E’ stato ucciso il manifestante Fouaz al-Semaan, 26 anni. Non una vittima accidentale. L’azione brutale della polizia ha colpito un giovane che assieme alla sorella Fatima era stato uno dei leaders “non conformisti” di ottobre.

A livello nazionale da giorni il coprifuoco non è più rispettato, i piccoli negozi e ristoranti riaprono di notte per solidarietà coi manifestanti. Sui giornali online sono comparse offerte di un rene, per sfamare le proprie famiglie. Alcuni, spinti dalla disperazione, hanno tentato di darsi fuoco.
Ma poi ad andare a fuoco sono state le banche, spesso saccheggiate, in particolare dopo i funerali di Fouaz.
La risposta del governo è sempre e solo mobilitare la polizia che spara con proiettili veri. Nessuna parvenza di riforme o di correzione della corruzione dilagante, nemmeno un tentativo di tenere sotto controllo il mercato nero di alimentari, benzina, disinfettanti, mascherine.

Il governo ha distribuito 140€ in prodotti alimentari a 100 mila famiglie (quando le famiglie in stato di grave bisogno sono cinque volte tanto secondo il quotidiano francese La Croix del 13 aprile 2020). Comunque è un segno che il governo libanese è preoccupato che la situazione esploda. Allo scoppio della pandemia Hezbollah ha cercato di recuperare consensi tornando a fornire assistenza medica e distribuendo cibo. Ma suscitando più repulsione che gratitudine perché molti libanesi lo vedono chiaramente come un mezzo per rinsaldare le catene che li opprimono.

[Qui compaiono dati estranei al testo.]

//! Account client.
//!
//! [`DiaryClient`] is constructed once at process start and shared by every
//! tool call. It holds no per-request state: each call fetches fresh data
//! from its [`DiarySource`].

use async_trait::async_trait;
use chrono::NaiveDate;
use futures::stream::{self, Stream};
use std::sync::Arc;
use tracing::{debug, info, warn};

use super::cookies::CookieStore;
use super::error::{DiaryError, DiaryResult};
use super::http::HttpDiarySource;
use super::model::Day;
use crate::core::config::DiaryConfig;

/// Something that can produce one day's complete diary record.
#[async_trait]
pub trait DiarySource: Send + Sync {
    /// Fetch the record for `date`.
    async fn fetch_day(&self, date: NaiveDate) -> DiaryResult<Day>;
}

/// Façade over an authenticated [`DiarySource`].
#[derive(Clone)]
pub struct DiaryClient {
    source: Arc<dyn DiarySource>,
}

impl DiaryClient {
    /// Wrap an already-authenticated source.
    pub fn new(source: Arc<dyn DiarySource>) -> Self {
        Self { source }
    }

    /// Authenticate against the remote service.
    ///
    /// Credentials come from `MFP_COOKIES` when it parses to a non-empty
    /// map, otherwise from the exported browser cookie file. Fails when
    /// neither yields a session or the service rejects it.
    pub async fn connect(config: &DiaryConfig) -> DiaryResult<Self> {
        let cookies = load_session_cookies(config)?;
        let source = HttpDiarySource::connect(config, &cookies).await?;
        Ok(Self::new(Arc::new(source)))
    }

    /// Fetch one day's complete record. Errors are passed through untouched.
    pub async fn fetch_day(&self, date: NaiveDate) -> DiaryResult<Day> {
        self.source.fetch_day(date).await
    }

    /// Fetch every day from `start` to `end` inclusive, in ascending order.
    ///
    /// Each day is fetched only when the stream is polled for it. A day
    /// whose fetch fails is skipped so one bad day does not abort the range.
    pub fn fetch_range(&self, start: NaiveDate, end: NaiveDate) -> impl Stream<Item = Day> + '_ {
        stream::unfold(Some(start), move |cursor| async move {
            let mut current = cursor?;
            loop {
                if current > end {
                    return None;
                }
                let next = current.succ_opt();
                match self.source.fetch_day(current).await {
                    Ok(day) => return Some((day, next)),
                    Err(e) => {
                        debug!("Skipping {}: {}", current, e);
                        current = next?;
                    }
                }
            }
        })
    }
}

/// Pick the session cookies: environment first, exported file second.
pub fn load_session_cookies(config: &DiaryConfig) -> DiaryResult<CookieStore> {
    if let Some(store) = CookieStore::from_env_json(config.cookies_json.as_deref()) {
        info!("Using {} cookies from MFP_COOKIES", store.len());
        return Ok(store);
    }

    match CookieStore::from_export_file(&config.cookie_file) {
        Ok(Some(store)) => {
            info!(
                "Using {} cookies from {}",
                store.len(),
                config.cookie_file.display()
            );
            Ok(store)
        }
        Ok(None) => Err(DiaryError::MissingCredentials {
            cookie_file: config.cookie_file.clone(),
        }),
        Err(e) => {
            warn!("{}", e);
            Err(e)
        }
    }
}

Il sistema sanitario assente
I due terzi dei libanesi non si possono permettere visite mediche, si deve pagare tutto e se ci sono pochi spiccioli si contratta col farmacista l’acquisto della medicina meno cara.

Il sistema sanitario è stato infatti totalmente privatizzato. Chi può si assicura. Quando cominciarono ad arrivare i profughi siriani, molte associazioni umanitarie occidentali hanno inviato medici, attrezzature e farmaci per assisterli. E hanno scoperto che i loro ambulatori nei campi erano frequentati anche da molti libanesi. Che talvolta mugugnavano per il fatto che i profughi “sono trattati meglio di noi”. L’Unhcr (l’agenzia ONU per i rifugiati) nel 2016 aveva constatato che l’arrivo dei profughi, per assurdo, aveva garantito alla popolazione libanese più servizi sanitari e di migliore qualità. L’alternativa per questi libanesi è la beneficenza interessata di organizzazioni locali rigorosamente distinte sulla base di criteri clanici o religiosi, un’altra faccia cioè delle storture contro cui i giovani libanesi sono scesi in piazza l’autunno scorso.

I creditori esteri hanno spesso dichiarato ai giornali che il Libano “viveva al di sopra delle sue risorse”.
Ma il Libano non è un indifferenziato tutt’uno indebitato. Da un lato ci sono i mercanti, gli agrari, i finanzieri che portano all’estero i capitali accumulati sul sudore dei proletari libanesi e profughi (compresi i palestinesi) sottopagati. Dall’altro la moltitudine di chi vive molto al di sotto delle risorse che ha prodotto con il suo lavoro. Borghesia e ceto politico corrotto si appropriano di gran parte della spesa pubblica e ovviamente non pagano neanche una lira di tasse. Da qui il debito pubblico. Non è “il Libano”, ma la sua borghesia, a vivere parassitariamente.

La ripresa delle lotte ci dice la profondità della sofferenza dei libanesi, ma anche che le loro proteste non sono un fenomeno passeggero e che le reti organizzative hanno retto al tentativo di repressione.
“Non abbiamo più nulla da perdere” gridano i manifestanti a Beirut.
Un esempio di determinazione e coraggio per tutti gli sfruttati.